После уроков в подворотне между Калошиным и Кривоарбатским переулками Булат дерется со второгодником по прозвищу Штырь, который его в результате кладет на лопатки. Булат сопит, пытается вывернутся из железных объятий Штыря, но не может этого сделать и полностью ощущает свое бессилие.
Булат стреляет из отцовского браунинга, потом бросает его и, не разбирая дороги, бежит домой в слезах. Здесь он ложится на кровать и долго не может объяснить родителям, что произошло.
Вместе с теткой и двоюродной сестрой отдыхает в Евпатории. Булат стоит на берегу моря. Он не любит плавать, потому что, оказавшись в воде, чувствует себя беспомощным и уязвимым.
Смотрит, как Дергачев потрошит дохлого грача, убитого из поджигного, и ему становится дурно.
Булат показывает одноклассникам дом, в котором он живет вместе с родителями, — столовая, гостиная, кабинет отца, гардеробная, его комната с окнами в сад. Гордость за свою семью и самоуверенность смешались в ту минуту в какое-то одно, трудно определяемое чувство, которое потом еще долго будет преследовать Булата.
Отец рассказывает о том, что завод перевыполняет план по производству вагонов, а рабочие активно включаются в стахановское движение. Ашхен Степановна внимательно слушает мужа, но потом неожиданно говорит, что эти успехи ни в коей мере не отменяют усиления борьбы за дисциплину на производстве, потому что без дисциплины начнутся разброд и шатание, безобразия и воровство. Шалико соглашается. Со словом «дисциплина» у Булата, впрочем, связаны лишь строгий проницательный взгляд отца и короткая, как выстрел, фраза матери — «Ты наказан».
Бабушка кормит его горячим варевом. Булат хлебает разваренную картошку, обжигается, слышит плач брата, который болеет на своей раскладушке, у него высокая температура. Потом брат засыпает, а Булат пробирается за шкаф, где на козлах, поверх которых положен старый промятый блин тюфяка, устроена его лежанка.

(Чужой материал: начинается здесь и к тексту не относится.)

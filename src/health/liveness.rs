//! Aggregated breaker view for the liveness probe.

use serde::Serialize;
use std::collections::BTreeMap;
use std::time::Instant;

use crate::resilience::circuit_breaker::{BreakerRegistry, BreakerState, PartitionStatus};

#[derive(Debug, Clone, Copy, PartialEq, Eq, Serialize)]
#[serde(rename_all = "lowercase")]
pub enum LivenessStatus {
    Ok,
    Degraded,
}

#[derive(Debug, Clone, Serialize)]
pub struct Liveness {
    pub status: LivenessStatus,
    pub version: &'static str,
    pub uptime_secs: u64,
    pub open_partitions: usize,
    pub breakers: BTreeMap<String, Vec<PartitionStatus>>,
}

impl Liveness {
    pub fn collect(registry: &BreakerRegistry, started_at: Instant) -> Self {
        let breakers = registry.snapshot();
        let open_partitions = breakers
            .values()
            .flatten()
            .filter(|p| p.state == BreakerState::Open)
            .count();

        let status = if open_partitions == 0 {
            LivenessStatus::Ok
        } else {
            LivenessStatus::Degraded
        };

        Self {
            status,
            version: env!("CARGO_PKG_VERSION"),
            uptime_secs: started_at.elapsed().as_secs(),
            open_partitions,
            breakers,
        }
    }

    pub fn is_ok(&self) -> bool {
        self.status == LivenessStatus::Ok
    }
}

Просыпается посреди ночи от стука в дверь, это пришли арестовывать мать. Они включают свет, гремят сапогами по полу, двигают стулья, смотрят на мальчиков и бабушку безо всякого сожаления. Не говоря ни единого слова, мать собирает вещи и уходит.
Из открытой двери дует.
Булат вместе с одноклассниками сидит на берегу реки Тагил и смотрит, как мимо проплывают льдины, на которых пылают снопы соломы, неизвестно откуда там взявшиеся. Сполохи отражаются в воде, и детям кажется, что горит вода.
Да, это разрозненные эпизоды, из которых складывается причудливый орнамент, и при том, что в нем нет ни одного повторяющегося фрагмента, полностью нарушена хронология и совершенно не сохранена сюжетная линия, возникает дыхание медленно уходящего времени, вернуть которое невозможно.

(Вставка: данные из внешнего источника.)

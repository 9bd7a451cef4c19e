//! Read-path caching.
//!
//! # Data Flow
//! ```text
//! cached_fetch(resource_type, key)
//!     → ttl.rs (fresh hit? return)
//!     → single_flight.rs (wait for the key's slot)
//!     → ttl.rs (double-check, then fetch through ResilientCall and store)
//! ```

pub mod single_flight;
pub mod ttl;

pub use single_flight::{FlightGuard, SingleFlight};
pub use ttl::{CacheRegistry, CacheStats, TtlCache};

Слом, произошедший в жизни юного Булата после ареста отца и выселения семьи из Нижнего Тагила, после возвращения в Москву на Арбат, где он родился в 1924 году у Грауэрамана, после болезненного перехода из одного социального эшелона в другой в том возрасте, когда ничего не забывается, не прощается и хранится в памяти вечно, вне всякого сомнения, не только стал определяющим при складывании его характера, но и во многом сформировал Окуджаву — поэта и прозаика.
Эмоциональность, чувствительность были навсегда придавлены детским подсознательным страхом того, что, оказавшись в центре внимания (как отец или мать), впереди ли колонны, на трибуне ли, всегда рискуешь получить удар в спину (может быть, отсюда идет любовь Булата Шалвовича к благородному и куртуазному XIX веку, где, вероятно, все было совсем по-другому). Отсюда же происходит и затаенность в ощущении собственного превосходства если не над окружающими тебя людьми, то над обстоятельствами — точно. Детские воспоминания как бы вступают в противоречие с повседневным течением жизни, с Большим террором, с войной, и выход из этого противоречия видится очень замысловатым, путаным, порой не имеющим к объективной реальности никакого отношения.